Philip Martin Gallery is proud to present an exhibition of new braided sculptures, photographs and video by Joanne Petit-Frère. The on-line project is the first at the gallery by the Queens, NY based artist.
Joanne Petit-Frère’s new body of work - loosely entitled "Braid.Cora Quarantina” - includes video, iPhone shots, camera-less photographs and hair-braided sculpture. Made during quarantine, Petit-Frère’s new pieces contrast studio practice against public performance. Petit-Frère’s works take on public and private. They negotiate appearance and identity as experienced by the self, and consumed by others. They experiment with iPhone imagery in archiving the dissonance and exploration of hand-practice, from manual to autonomous, and track the movement between braiding, hand sewing, drafting, Polaroid, digital and scanning.

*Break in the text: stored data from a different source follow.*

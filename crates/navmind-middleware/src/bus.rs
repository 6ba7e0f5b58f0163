//! Headless, typed, topic-based publish/subscribe event bus.
//!
//! Uses [`tokio::sync::broadcast`] channels under the hood so that every
//! subscriber receives every message without any single subscriber blocking
//! the others.
//!
//! # Topics
//!
//! Traffic is partitioned into three [`Topic`] lanes so components only
//! receive the messages they care about:
//!
//! | Topic | Typical traffic |
//! |---|---|
//! | [`Topic::Instructions`] | Inbound natural-language directives |
//! | [`Topic::VelocityCommands`] | The fixed-cadence outbound command stream |
//! | [`Topic::SystemAlerts`] | Faults, stop notices, planner remarks, shutdown events |

use navmind_types::{Event, NavError};
use tokio::sync::broadcast;

/// Default channel capacity (number of buffered events before old ones are
/// dropped for slow subscribers).
const DEFAULT_CAPACITY: usize = 256;

/// Enumeration of all first-class routing topics on the event bus.
#[derive(Debug, Clone, Copy, PartialEq, Eq, Hash)]
pub enum Topic {
    /// Push-based directive feed consumed by the instruction handler.
    Instructions,
    /// Velocity commands emitted on the publish cadence.
    VelocityCommands,
    /// Faults, explicit-stop notices, planner remarks, operator shutdown alerts.
    SystemAlerts,
}

/// Shared event bus.  Clone it cheaply – all clones share the same
/// underlying broadcast channels.
#[derive(Clone, Debug)]
pub struct EventBus {
    instructions: broadcast::Sender<Event>,
    velocity_commands: broadcast::Sender<Event>,
    system_alerts: broadcast::Sender<Event>,
}

impl EventBus {
    /// Create a new bus with the given channel capacity.
    ///
    /// The `capacity` is applied to every topic channel independently.
    pub fn new(capacity: usize) -> Self {
        let (instructions, _) = broadcast::channel(capacity);
        let (velocity_commands, _) = broadcast::channel(capacity);
        let (system_alerts, _) = broadcast::channel(capacity);
        Self {
            instructions,
            velocity_commands,
            system_alerts,
        }
    }

    /// Publish `event` to the given [`Topic`] channel.
    ///
    /// Returns the number of active receivers that were handed the event, or
    /// [`NavError::Channel`] when no subscriber is currently listening.
    /// Fire-and-forget publishers (the publish loop, fault reporting) ignore
    /// the error; having no listener is a normal condition for them.
    pub fn publish_to(&self, topic: Topic, event: Event) -> Result<usize, NavError> {
        self.topic_sender(topic)
            .send(event)
            .map_err(|_| NavError::Channel(format!("no subscribers for topic {topic:?}")))
    }

    /// Subscribe to a specific [`Topic`] channel.
    pub fn subscribe_to(&self, topic: Topic) -> TopicReceiver {
        TopicReceiver {
            topic,
            receiver: self.topic_sender(topic).subscribe(),
        }
    }

    fn topic_sender(&self, topic: Topic) -> &broadcast::Sender<Event> {
        match topic {
            Topic::Instructions => &self.instructions,
            Topic::VelocityCommands => &self.velocity_commands,
            Topic::SystemAlerts => &self.system_alerts,
        }
    }
}

impl Default for EventBus {
    fn default() -> Self {
        Self::new(DEFAULT_CAPACITY)
    }
}

// ---------------------------------------------------------------------------
// Topic-based receiver
// ---------------------------------------------------------------------------

/// An async receiver bound to a single [`Topic`] channel.
///
/// Obtained via [`EventBus::subscribe_to`].
pub struct TopicReceiver {
    topic: Topic,
    receiver: broadcast::Receiver<Event>,
}

impl TopicReceiver {
    /// Wait for the next event on this topic.
    ///
    /// Returns:
    /// * `Ok(event)` – a successfully received event.
    /// * `Err(broadcast::error::RecvError::Lagged(n))` – the subscriber fell
    ///   behind and `n` messages were dropped.  The caller decides whether to
    ///   continue or abort.
    /// * `Err(broadcast::error::RecvError::Closed)` – the bus has shut down.
    pub async fn recv(&mut self) -> Result<Event, broadcast::error::RecvError> {
        self.receiver.recv().await
    }

    /// The [`Topic`] this receiver is bound to.
    pub fn topic(&self) -> Topic {
        self.topic
    }
}

#[cfg(test)]
mod tests {
    use super::*;
    use navmind_types::{EventPayload, VelocityCommand};

    fn make_event(source: &str) -> Event {
        Event::now(source, EventPayload::Velocity(VelocityCommand::zero()))
    }

    #[tokio::test]
    async fn publish_and_receive() -> Result<(), Box<dyn std::error::Error>> {
        let bus = EventBus::default();
        let mut rx = bus.subscribe_to(Topic::VelocityCommands);

        let event = make_event("navmind-runtime::bridge");
        bus.publish_to(Topic::VelocityCommands, event.clone())?;

        let received = rx.recv().await?;
        assert_eq!(received.id, event.id);
        assert_eq!(received.source, event.source);
        Ok(())
    }

    #[tokio::test]
    async fn multiple_subscribers_receive_same_event() -> Result<(), Box<dyn std::error::Error>> {
        let bus = EventBus::default();
        let mut rx1 = bus.subscribe_to(Topic::Instructions);
        let mut rx2 = bus.subscribe_to(Topic::Instructions);

        let event = make_event("navmind-cli::repl");
        bus.publish_to(Topic::Instructions, event.clone())?;

        assert_eq!(rx1.recv().await?.id, event.id);
        assert_eq!(rx2.recv().await?.id, event.id);
        Ok(())
    }

    #[test]
    fn publish_with_no_subscribers_returns_error() {
        let bus = EventBus::default();
        let result = bus.publish_to(Topic::SystemAlerts, make_event("test"));
        assert!(matches!(result, Err(NavError::Channel(_))));
    }

    /// A subscriber on `SystemAlerts` must not receive events published to
    /// `VelocityCommands` because they are routed through separate channels.
    #[tokio::test]
    async fn subscriber_does_not_receive_other_topic_events() -> Result<(), Box<dyn std::error::Error>> {
        let bus = EventBus::default();
        let mut alerts_rx = bus.subscribe_to(Topic::SystemAlerts);

        // A subscriber on the published topic so publish_to succeeds.
        let _velocity_rx = bus.subscribe_to(Topic::VelocityCommands);
        bus.publish_to(Topic::VelocityCommands, make_event("navmind-runtime::bridge"))?;

        let result = tokio::time::timeout(
            std::time::Duration::from_millis(50),
            alerts_rx.recv(),
        )
        .await;

        assert!(
            result.is_err(),
            "SystemAlerts subscriber must not receive a VelocityCommands event"
        );
        Ok(())
    }

    /// Flooding a low-capacity channel while a subscriber sleeps must produce
    /// a `Lagged` error rather than panicking or blocking.
    #[tokio::test]
    async fn channel_lag_on_slow_subscriber() {
        const CAPACITY: usize = 64;
        let bus = EventBus::new(CAPACITY);
        let mut slow_rx = bus.subscribe_to(Topic::VelocityCommands);

        for _ in 0..10_000 {
            let _ = bus.publish_to(Topic::VelocityCommands, make_event("flood"));
        }

        let result = slow_rx.recv().await;
        assert!(
            matches!(result, Err(broadcast::error::RecvError::Lagged(_))),
            "expected Lagged error, got: {result:?}"
        );
    }

    #[test]
    fn receiver_reports_its_topic() {
        let bus = EventBus::default();
        let rx = bus.subscribe_to(Topic::Instructions);
        assert_eq!(rx.topic(), Topic::Instructions);
    }
}
//! Locating the JSON payload embedded in a completion response.
//!
//! Completion services wrap their reply in different envelopes: the
//! `choices[0].message.content` shape, a flat `content` field, and content
//! that is either a ready-made JSON object or prose with a JSON object buried
//! inside it.  [`extract_payload`] handles all of them.

use serde_json::Value;

use crate::completion::CompletionError;

/// Pull the planner's JSON payload out of a raw completion response.
///
/// Resolution order:
///
/// 1. `choices[0].message.content` when a `choices` array is present
///    (a bare-string `message` is tolerated), else the flat `content` field.
/// 2. If the content is already a JSON object, return it directly.
/// 3. Otherwise scan the content text for the first `{` and the last `}` and
///    parse that substring as JSON.
///
/// # Errors
///
/// [`CompletionError::Malformed`] when no brace pair exists or the substring
/// is not valid JSON.  The offending text is carried in the error for
/// diagnostics.
pub fn extract_payload(raw: &Value) -> Result<Value, CompletionError> {
    let content = if raw.get("choices").is_some() {
        let message = &raw["choices"][0]["message"];
        if message.is_string() {
            message.clone()
        } else {
            message["content"].clone()
        }
    } else {
        raw["content"].clone()
    };

    // Fast path: the service already returned structured content.
    if content.is_object() {
        return Ok(content);
    }

    let text = match &content {
        Value::String(s) => s.trim().to_string(),
        other => other.to_string(),
    };

    let (start, end) = match (text.find('{'), text.rfind('}')) {
        (Some(start), Some(end)) if start < end => (start, end),
        _ => return Err(CompletionError::Malformed(text)),
    };

    match serde_json::from_str::<Value>(&text[start..=end]) {
        Ok(payload) => Ok(payload),
        Err(_) => Err(CompletionError::Malformed(text)),
    }
}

At a moment in which human touch and presence in society is increasingly charged, Petit-Frère's artwork reveals human beauty and form, the shifting currents of social dialogue, and the body as a site of beauty and adornment. Petit-Frère enlists performance as a means by which to think about the body. A staple of the underground conceptual hair scene in New York for more than a decade, Petit-Frère long thought about their work in the context of transformation, and participated in such storied events as "Hair Wars" at MoMA PS1 (2018, New York, NY).
Petit-Frère's latest works like "Tapestry of Braids #1 (Woven while discovering bell hooks on YouTube)" (2020) demonstrate their alignment of their own practice, one rooted in the vernacular of the braid salon, with cultural theory and fine art practices. In negotiating these intellectual silos, Petit-Frère offers profound routes towards thinking about who we are and what we can be. Petit-Frère offers routes to broaden our understanding, and in so doing, asks us to consider the art object as an active, not passive, tool in advancing how we think about things.
Joanne Petit-Frère (b. 1987, New York, NY) received a BA from the Fashion Institute of Technology (New York, NY). Petit-Frère's work was recently included in "A Queen Within: Adorned Archetypes" at the Museum of Pop Culture (Seattle, WA) and “This Synthetic Moment (Replicant)," curated by David Hartt at Philip Martin Gallery (Los Angeles, CA). Petit-Frère's work has been included in performances and exhibitions at MoMA PS1 (New York, NY); New Orleans Museum of Art (New Orleans, LA); and The Ethelbert Cooper Gallery of African and African American Art, Harvard University (Cambridge, MA). Petit-Frère has created custom hair sculptures for Beyoncé, Solange Knowles, Les Nubians, and Janelle Monáe, among others. Joanne Petit-Frère work has been featured in publications such as "Vogue," "Vogue Italia," "Vogue Japan," "The New Yorker," "The Evening Standard," "AnOther Magazine," and "Cultured Magazine." Joanne Petit-Frère lives and works in New York, NY.